I too had an AVM rupture and while it is very frustrating at first after awhile you learn to adjust with help from medications and support from family and friends you will endure.

Hi James,
my son has the same issues. Please see neuropsychiatrist. It took us 10 years to realize it, do not wait.

HI James,
I did not experience a bleed & only under went GK surgery 12 months ago. I too have been experiencing anger all the time. I am like you & do not seek help. I am the one used to helping others. I can no longer stand the migraines & daily headaches I am experiencing and have been signed back off work. If I’m not angry & make stupid rash decisions lately… I’m crying all the time. I am now finally going to see a phsycologist to deal with all of this. I think for any of us getting the news… it is a lot to handle. Our family & friends just do not understand. I would encourage you to go talk to someone qualified to help you. We all I think are struggling with these issues.
Best of luck to you! Keep your head up! I’ll be praying for you.

I also suffered from significant anger issues after my AVM rupture/repair. Not that I got angry any more or less often, but my response to anger was/is epic. Most mornings, it a wonder I have not committed vehicular homicide on my way to work. With that being said, I finally conceded to my doctors request to try Wellbutrin, as I felt I was significantly depressed as well. It has made a huge improvement. I can't provide any encouragement on how long it will last, or when it will get better - but don't be reluctant to try meds. I feels good to be myself again. Good luck!

Hi, James:
I feel a lot of anger and I'll tell you why.
My AVM was in my spine. It took many, many years to diagnose.
By the time it was diagnosed, I had lost the ability to stand upright.
This was in 2008. At the time, the protocol was to try embolization first. My AVM was embolized. The next day I could stand on my own again.
However, the AVM came back 3 months later. This time I had surgery.
It is now six years later. I can do most things.
However, I am in constant pain. I have bladder and bowel dysfunction.
I try to count my blessings. Most people who lose their "anti-gravity" ability never regain it. I did. I was lucky. Thank you, Higher Power, for giving this back to me ... But ...
Often I wonder if it would have been better for me to be wheelchair bound. At least then I wasn't in pain. Now I hurt all the time. I'm angry about this.
Now, I understand, the protocol is not to try embolization at the T6 level--it has been proven to fail more often than not. The protocol is to go direct to surgery. I try not to be angry at my doctors--they were just following best practices at the time. Still, I torture myself with what ifs. What if I had surgery first ... would I be pain free or not? Who knows? Every AVM is different.
Worse, having an AVM is an "invisible disability". You look healthy. You look normal. People can't understand what you're enduring. They think you're shirking, making it up. This makes me angry, too.
However, anger gets you nowhere and can have a detrimental effect on your mental and physical health. Every day I try to find something for which to be grateful. It's hard. But I try.
At this point living is still better than dying for me, and I hope I never reach the tipping point where it isn't. If not, well maybe I'll move to Oregon.
May you find peace, hope, and healing.

I strongly agree with Trish's recommendation. My husband had an unruptured AVM removed six months ago and he has had a very hard time controlling his emotions. He flies into a rage at the littlest things. Things that a "normal" person would ignore or voice mild annoyance with, he throws fits over. My 10yo and I are at the point where we're afraid of him. I have finally realized that this won't go away on it's own, and am seeking professional services for him as well as us. It's very important that you get the anger under control, before you completely alienate your loved ones and friends, and lose your job. From what I've read, a therapist should be able to provide you with coping techniques to diffuse your rage, remove yourself from volatile situations, and there is also the option of medications. Good luck to you. I hope we both have positive outcomes.

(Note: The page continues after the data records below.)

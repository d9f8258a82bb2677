use log::{error, info, warn};
use std::fs;
use std::path::{Path, PathBuf};
use std::process;

use crate::config::AppConfig;

/// Directories served or rendered from; created if missing.
const SITE_DIRS: &[&str] = &[
    "website",
    "website/static",
    "website/templates",
    "website/templates/admin",
];

/// Server cannot render its core pages without these.
const CRITICAL_TEMPLATES: &[&str] = &[
    "website/templates/base.html.tera",
    "website/templates/index.html.tera",
    "website/templates/article.html.tera",
    "website/templates/category.html.tera",
    "website/templates/admin/login.html.tera",
    "website/templates/admin/dashboard.html.tera",
];

#[derive(Debug, Default)]
pub struct BootReport {
    pub errors: Vec<String>,
    pub warnings: Vec<String>,
}

fn database_dir(config: &AppConfig) -> Option<PathBuf> {
    Path::new(&config.database_path)
        .parent()
        .filter(|p| !p.as_os_str().is_empty())
        .map(Path::to_path_buf)
}

fn ensure_dir(path: &Path, report: &mut BootReport) {
    if path.exists() {
        return;
    }
    match fs::create_dir_all(path) {
        Ok(_) => info!("  Created directory: {}", path.display()),
        Err(e) => report
            .errors
            .push(format!("failed to create directory {}: {}", path.display(), e)),
    }
}

fn writable(dir: &Path) -> Result<(), std::io::Error> {
    let marker = dir.join(".write_test");
    fs::write(&marker, "test")?;
    let _ = fs::remove_file(&marker);
    Ok(())
}

/// Create the directories the site needs and verify it can write its
/// database and uploads. Template checks use the working directory.
pub fn check(config: &AppConfig) -> BootReport {
    let mut report = BootReport::default();

    for dir in SITE_DIRS {
        ensure_dir(Path::new(dir), &mut report);
    }
    let db_dir = database_dir(config);
    if let Some(dir) = &db_dir {
        ensure_dir(dir, &mut report);
    }
    let upload_dir = PathBuf::from(&config.upload_dir);
    ensure_dir(&upload_dir, &mut report);

    for file in CRITICAL_TEMPLATES {
        if !Path::new(file).exists() {
            report.errors.push(format!("missing critical template: {}", file));
        }
    }

    if let Some(dir) = db_dir.filter(|d| d.exists()) {
        if let Err(e) = writable(&dir) {
            report
                .errors
                .push(format!("database directory {} not writable: {}", dir.display(), e));
        }
    }

    if upload_dir.exists() {
        if let Err(e) = writable(&upload_dir) {
            report.warnings.push(format!(
                "upload directory {} not writable: {} (file uploads will fail)",
                upload_dir.display(),
                e
            ));
        }
    }

    if !Path::new("Rocket.toml").exists() {
        report
            .warnings
            .push("Rocket.toml not found, using default config".to_string());
    }

    report
}

/// Run the boot checks before launch; exits the process on any error.
pub fn run(config: &AppConfig) {
    info!("Newsroom boot check starting...");
    let report = check(config);

    for w in &report.warnings {
        warn!("  {}", w);
    }
    for e in &report.errors {
        error!("  {}", e);
    }

    if !report.errors.is_empty() {
        error!(
            "Boot check FAILED: {} error(s), {} warning(s). Aborting.",
            report.errors.len(),
            report.warnings.len()
        );
        process::exit(1);
    }

    if report.warnings.is_empty() {
        info!("Boot check passed. All systems go.");
    } else {
        warn!(
            "Boot check passed with {} warning(s). Some features may not work correctly.",
            report.warnings.len()
        );
    }
}
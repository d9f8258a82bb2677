pub mod auth;
pub mod permissions;
pub mod session;
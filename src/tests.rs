#![cfg(test)]

use chrono::{Duration, NaiveDateTime, Utc};
use r2d2::Pool;
use r2d2_sqlite::SqliteConnectionManager;
use rocket::http::{ContentType, Header, Status};
use rocket::local::blocking::{Client, LocalResponse};
use std::collections::HashMap;
use std::net::SocketAddr;

use crate::config::AppConfig;
use crate::db::{run_migrations, seed_defaults, DbPool};
use crate::models::activity::ActivityEntry;
use crate::models::article::{Article, ArticleForm, ArticleView};
use crate::models::category::{Category, CategoryForm};
use crate::models::comment::{Comment, CommentForm};
use crate::models::role::{Permission, Role};
use crate::models::settings::{Setting, SiteSettings};
use crate::models::tag::Tag;
use crate::models::user::{User, UserForm};
use crate::security::auth::{self, AuthGate, ClientInfo, GateOutcome};
use crate::security::permissions::{has_permission, permission_flags};
use crate::security::session::{cleanup_expired, SessionContext};

/// Atomic counter for unique shared-cache DB names so parallel tests don't collide.
static TEST_DB_COUNTER: std::sync::atomic::AtomicU64 = std::sync::atomic::AtomicU64::new(0);

fn memory_pool() -> DbPool {
    let id = TEST_DB_COUNTER.fetch_add(1, std::sync::atomic::Ordering::SeqCst);
    let uri = format!("file:testdb_{}?mode=memory&cache=shared", id);
    let manager = SqliteConnectionManager::file(uri)
        .with_init(|c| c.execute_batch("PRAGMA foreign_keys=ON;"));
    Pool::builder()
        .max_size(2)
        .build(manager)
        .expect("Failed to create test pool")
}

/// Create a fresh in-memory SQLite pool with all migrations + seed defaults applied.
/// Uses a named shared-cache in-memory DB so multiple connections see the same data.
/// Pre-inserts the admin user with a fast bcrypt hash so seed_defaults skips the
/// expensive DEFAULT_COST hash (which can take 60s+ in debug builds).
fn test_pool() -> DbPool {
    let pool = memory_pool();
    run_migrations(&pool).expect("Failed to run migrations");
    {
        let conn = pool.get().unwrap();
        conn.execute(
            "INSERT INTO users (username, email, password_hash, full_name, status)
             VALUES ('admin', 'admin@localhost', ?1, 'Administrator', 'active')",
            rusqlite::params![fast_hash("admin")],
        )
        .unwrap();
    }
    seed_defaults(&pool).expect("Failed to seed defaults");
    {
        let conn = pool.get().unwrap();
        conn.execute(
            "UPDATE users SET role_id = (SELECT id FROM roles WHERE name = 'admin') WHERE username = 'admin'",
            [],
        )
        .unwrap();
    }
    pool
}

/// A pool whose database has no tables, for exercising failure paths.
fn broken_pool() -> DbPool {
    memory_pool()
}

/// Fast bcrypt hash for tests (cost=4 instead of DEFAULT_COST=12).
fn fast_hash(password: &str) -> String {
    bcrypt::hash(password, 4).unwrap()
}

fn client() -> ClientInfo {
    ClientInfo::new("203.0.113.7", "test-agent/1.0")
}

fn make_user(pool: &DbPool, username: &str, password: &str, role: Option<&str>, status: &str) -> i64 {
    let role_id = role.map(|r| Role::find_by_name(pool, r).expect("role exists").id);
    User::create(
        pool,
        &UserForm {
            username: username.to_string(),
            email: format!("{}@example.com", username),
            password_hash: fast_hash(password),
            full_name: String::new(),
            role_id,
            status: status.to_string(),
        },
    )
    .unwrap()
}

fn logged_in(pool: &DbPool, identifier: &str, password: &str) -> SessionContext {
    let mut session = SessionContext::anonymous();
    let result = auth::login(pool, &mut session, identifier, password, &client());
    assert!(result.success, "login failed: {}", result.message);
    session
}

fn minutes_ago(m: i64) -> NaiveDateTime {
    Utc::now().naive_utc() - Duration::minutes(m)
}

struct Story<'a> {
    title: &'a str,
    status: &'a str,
    featured: bool,
    breaking: bool,
    age_minutes: i64,
}

impl<'a> Story<'a> {
    fn published(title: &'a str, age_minutes: i64) -> Self {
        Story {
            title,
            status: "published",
            featured: false,
            breaking: false,
            age_minutes,
        }
    }
}

fn make_article(pool: &DbPool, author_id: Option<i64>, story: Story<'_>) -> i64 {
    Article::create(
        pool,
        &ArticleForm {
            title: story.title.to_string(),
            slug: slug::slugify(story.title),
            excerpt: None,
            content: format!("<p>{} body text</p>", story.title),
            author_id,
            status: story.status.to_string(),
            featured: story.featured,
            breaking_news: story.breaking,
            featured_image: None,
            published_at: Some(minutes_ago(story.age_minutes)),
        },
    )
    .unwrap()
}

fn make_category(pool: &DbPool, name: &str, parent_id: Option<i64>) -> i64 {
    Category::create(
        pool,
        &CategoryForm {
            name: name.to_string(),
            slug: slug::slugify(name),
            parent_id,
            description: None,
        },
    )
    .unwrap()
}

fn titles(views: &[ArticleView]) -> Vec<&str> {
    views.iter().map(|v| v.title.as_str()).collect()
}

// ═══════════════════════════════════════════════════════════
// Settings
// ═══════════════════════════════════════════════════════════

#[test]
fn settings_set_and_get() {
    let pool = test_pool();
    Setting::set(&pool, "test_key", "hello").unwrap();
    assert_eq!(Setting::get(&pool, "test_key"), Some("hello".to_string()));
    Setting::set(&pool, "test_key", "again").unwrap();
    assert_eq!(Setting::get(&pool, "test_key"), Some("again".to_string()));
}

#[test]
fn settings_missing_key() {
    let pool = test_pool();
    assert_eq!(Setting::get(&pool, "nonexistent"), None);
    assert_eq!(Setting::get_i64(&pool, "nonexistent"), 0);
}

#[test]
fn settings_seeded_values() {
    let pool = test_pool();
    assert_eq!(Setting::get(&pool, "site_name"), Some("Newsroom".to_string()));
    assert_eq!(Setting::get_i64(&pool, "login_rate_limit"), 5);
    assert_eq!(Setting::get_i64(&pool, "home_latest_limit"), 10);
}

#[test]
fn site_settings_load_from_table() {
    let pool = test_pool();
    Setting::set(&pool, "home_featured_limit", "3").unwrap();
    let s = SiteSettings::load(&pool);
    assert_eq!(s.site_name, "Newsroom");
    assert_eq!(s.featured_limit, 3);
    assert_eq!(s.category_page_limit, 20);
}

#[test]
fn site_settings_missing_or_bad_keys_use_defaults() {
    let mut map = HashMap::new();
    map.insert("home_trending_limit".to_string(), "abc".to_string());
    map.insert("home_latest_limit".to_string(), "-4".to_string());
    map.insert("site_name".to_string(), String::new());
    let s = SiteSettings::from_map(&map);
    assert_eq!(s.site_name, "Newsroom");
    assert_eq!(s.trending_limit, 5);
    assert_eq!(s.latest_limit, 10);
    assert_eq!(s.activity_feed_limit, 10);
}

#[test]
fn site_settings_survive_broken_database() {
    let s = SiteSettings::load(&broken_pool());
    assert_eq!(s.site_url, "http://localhost:8000");
    assert_eq!(s.breaking_limit, 5);
}

// ═══════════════════════════════════════════════════════════
// Migrations and seeding
// ═══════════════════════════════════════════════════════════

#[test]
fn migrations_are_idempotent() {
    let pool = test_pool();
    run_migrations(&pool).unwrap();
    seed_defaults(&pool).unwrap();
    assert_eq!(User::count(&pool), 1);
    assert_eq!(Role::list(&pool).len(), 3);
}
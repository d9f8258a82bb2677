use std::path::PathBuf;

use rocket::fs::TempFile;
use thiserror::Error;

use crate::config::AppConfig;

/// Caller-side upload problems, kept apart from storage and database errors.
#[derive(Debug, Error)]
pub enum UploadError {
    #[error("No file was uploaded")]
    Missing,

    #[error("File type '{0}' is not allowed")]
    InvalidExtension(String),

    #[error("File is too large ({size} bytes, limit is {max} bytes)")]
    TooLarge { size: u64, max: u64 },

    #[error("Could not store file: {0}")]
    Io(#[from] std::io::Error),
}

/// Where uploads go and what is accepted.
#[derive(Debug, Clone)]
pub struct UploadPolicy {
    pub dir: PathBuf,
    pub max_bytes: u64,
    pub allowed: Vec<String>,
}

impl UploadPolicy {
    pub fn from_config(config: &AppConfig) -> Self {
        UploadPolicy {
            dir: PathBuf::from(&config.upload_dir),
            max_bytes: config.upload_max_bytes,
            allowed: config
                .upload_allowed_types
                .iter()
                .map(|e| e.trim().trim_start_matches('.').to_lowercase())
                .filter(|e| !e.is_empty())
                .collect(),
        }
    }

    /// Check a file's original name and size; returns its lowercased extension.
    pub fn validate(&self, file_name: Option<&str>, size: u64) -> Result<String, UploadError> {
        let name = match file_name.map(str::trim) {
            Some(n) if !n.is_empty() && size > 0 => n,
            _ => return Err(UploadError::Missing),
        };
        let ext = match name.rsplit_once('.') {
            Some((stem, ext)) if !stem.is_empty() && !ext.is_empty() => ext.to_lowercase(),
            _ => return Err(UploadError::InvalidExtension(String::new())),
        };
        if !self.allowed.iter().any(|a| a == &ext) {
            return Err(UploadError::InvalidExtension(ext));
        }
        if size > self.max_bytes {
            return Err(UploadError::TooLarge {
                size,
                max: self.max_bytes,
            });
        }
        Ok(ext)
    }

    /// `<prefix>_<uuid>.<ext>`, with the prefix slugified.
    pub fn unique_name(prefix: &str, ext: &str) -> String {
        let prefix = slug::slugify(prefix);
        let prefix = if prefix.is_empty() { "file".to_string() } else { prefix };
        format!("{}_{}.{}", prefix, uuid::Uuid::new_v4(), ext)
    }

    /// Validate and move an uploaded file into the upload directory.
    /// Returns the stored file name.
    pub async fn save(&self, file: &mut TempFile<'_>, prefix: &str) -> Result<String, UploadError> {
        let raw_name = file
            .raw_name()
            .map(|n| n.dangerous_unsafe_unsanitized_raw().as_str().to_string());
        let ext = self.validate(raw_name.as_deref(), file.len())?;

        std::fs::create_dir_all(&self.dir)?;
        let filename = Self::unique_name(prefix, &ext);
        let dest = self.dir.join(&filename);
        file.move_copy_to(&dest).await?;
        Ok(filename)
    }
}
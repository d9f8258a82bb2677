//! Small text helpers for the front end: excerpts, relative dates, slugs.

use chrono::{DateTime, NaiveDateTime, Utc};

/// Plain-text excerpt of at most `max_chars` characters.
/// Markup is dropped and whitespace collapsed; a truncated excerpt is cut at
/// a word boundary where possible and ends in `…`.
pub fn excerpt(text: &str, max_chars: usize) -> String {
    let plain = collapse_whitespace(&strip_tags(text));
    if plain.chars().count() <= max_chars {
        return plain;
    }

    let cut: String = plain.chars().take(max_chars).collect();
    let trimmed = match cut.rfind(' ') {
        Some(pos) if pos > 0 => &cut[..pos],
        _ => cut.as_str(),
    };
    let mut result = trimmed
        .trim_end_matches(|c: char| c.is_whitespace() || c == ',' || c == '.')
        .to_string();
    result.push('…');
    result
}

fn strip_tags(html: &str) -> String {
    let mut out = String::with_capacity(html.len());
    let mut in_tag = false;
    for c in html.chars() {
        match c {
            '<' => in_tag = true,
            '>' if in_tag => {
                in_tag = false;
                out.push(' ');
            }
            _ if !in_tag => out.push(c),
            _ => {}
        }
    }
    out
}

fn collapse_whitespace(text: &str) -> String {
    text.split_whitespace().collect::<Vec<_>>().join(" ")
}

const UNITS: &[(i64, &str)] = &[
    (365 * 24 * 3600, "year"),
    (30 * 24 * 3600, "month"),
    (7 * 24 * 3600, "week"),
    (24 * 3600, "day"),
    (3600, "hour"),
    (60, "minute"),
];

/// "3 hours ago" style age of `then`, using only the largest whole unit.
/// Anything under a minute, including timestamps in the future, is "just now".
pub fn time_ago(then: NaiveDateTime, now: NaiveDateTime) -> String {
    let secs = (now - then).num_seconds();
    for (unit_secs, name) in UNITS {
        if secs >= *unit_secs {
            let n = secs / unit_secs;
            let plural = if n == 1 { "" } else { "s" };
            return format!("{} {}{} ago", n, name, plural);
        }
    }
    "just now".to_string()
}

/// URL slug for an article title. Non-ASCII letters are transliterated; a
/// title with nothing usable falls back to `article-<unix time>`.
pub fn slugify_title(title: &str, now: DateTime<Utc>) -> String {
    let slug = slug::slugify(title);
    if slug.is_empty() {
        format!("article-{}", now.timestamp())
    } else {
        slug
    }
}
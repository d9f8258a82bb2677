use log::error;
use rusqlite::params;

use crate::db::DbPool;
use crate::security::session::SessionContext;

/// Whether the signed-in user's role carries `permission`.
///
/// Resolved through users → roles → role_permissions → permissions on every
/// call; nothing is cached beyond the session itself. Anonymous sessions and
/// lookup failures both answer false.
pub fn has_permission(pool: &DbPool, session: &SessionContext, permission: &str) -> bool {
    let user_id = match session.user_id() {
        Some(id) => id,
        None => return false,
    };
    let conn = match pool.get() {
        Ok(c) => c,
        Err(e) => {
            error!("Permission check '{}': no connection: {}", permission, e);
            return false;
        }
    };
    let count: rusqlite::Result<i64> = conn.query_row(
        "SELECT COUNT(*) FROM users u
         JOIN roles r ON r.id = u.role_id
         JOIN role_permissions rp ON rp.role_id = r.id
         JOIN permissions p ON p.id = rp.permission_id
         WHERE u.id = ?1 AND p.name = ?2",
        params![user_id, permission],
        |row| row.get(0),
    );
    match count {
        Ok(n) => n > 0,
        Err(e) => {
            error!("Permission check '{}' failed: {}", permission, e);
            false
        }
    }
}

/// `has_permission` for each name, for templates that show or hide controls.
pub fn permission_flags(
    pool: &DbPool,
    session: &SessionContext,
    permissions: &[&str],
) -> std::collections::HashMap<String, bool> {
    permissions
        .iter()
        .map(|p| (p.to_string(), has_permission(pool, session, p)))
        .collect()
}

Sounds all too familiar. I had a craniotomy almost 10 years ago and have been dealing with anger and depression ever since. Fortnately, it is not as bad as it once was, but it is still present. While I agree that it could be very beneficial to see a neuropsychologist, I would also recommend doing some homework, and by that, I don't mean look for answers online, I mean go get copies of your medical records, take notes of various medications that you may be prescribed and keep records of different physical and emotional symptoms that you notice.

To give you an example: I was told that I had part of my left temporal lobe removed during my surgery. As a result, everything I ever research revolved around the left temporal lobe, but much of it made no sense. So last year I went to the hospital where my surgery was performed and requested copies of all of my medical records. Upon reading through them I dicovered that not only was part of my temoral lobe removed, but also portions of my parietal lobe and hippocampus. After reading up on these areas, it made a LOT more sense why I was having the symptoms that I have been having. I immediately scheduled an appointment with my neurologist (whom I have been seeing yearly ever since my surgery), discussed my issues and concerns and he scheduled the first MRI that I'd had in over 8 years and started discussing alternate treatments.

Hello, James0207 -
Have you been prescribed any medication?

I also experienced these unpredictable changes in my mood and reaction to typical situations. I talked about it with my doctors and they attributed much of my unpredictability with a number of things. Primarily, medication, but also my having to deal with the "new me" every day. There is no way you can explain to anyone how you feel and what is happening or why and no way for me to explain to you that you just need to trust that you have BEEN THROUGH A LOT. Your BRAIN has been through a lot. How long has it been since your bleed? Your surgery?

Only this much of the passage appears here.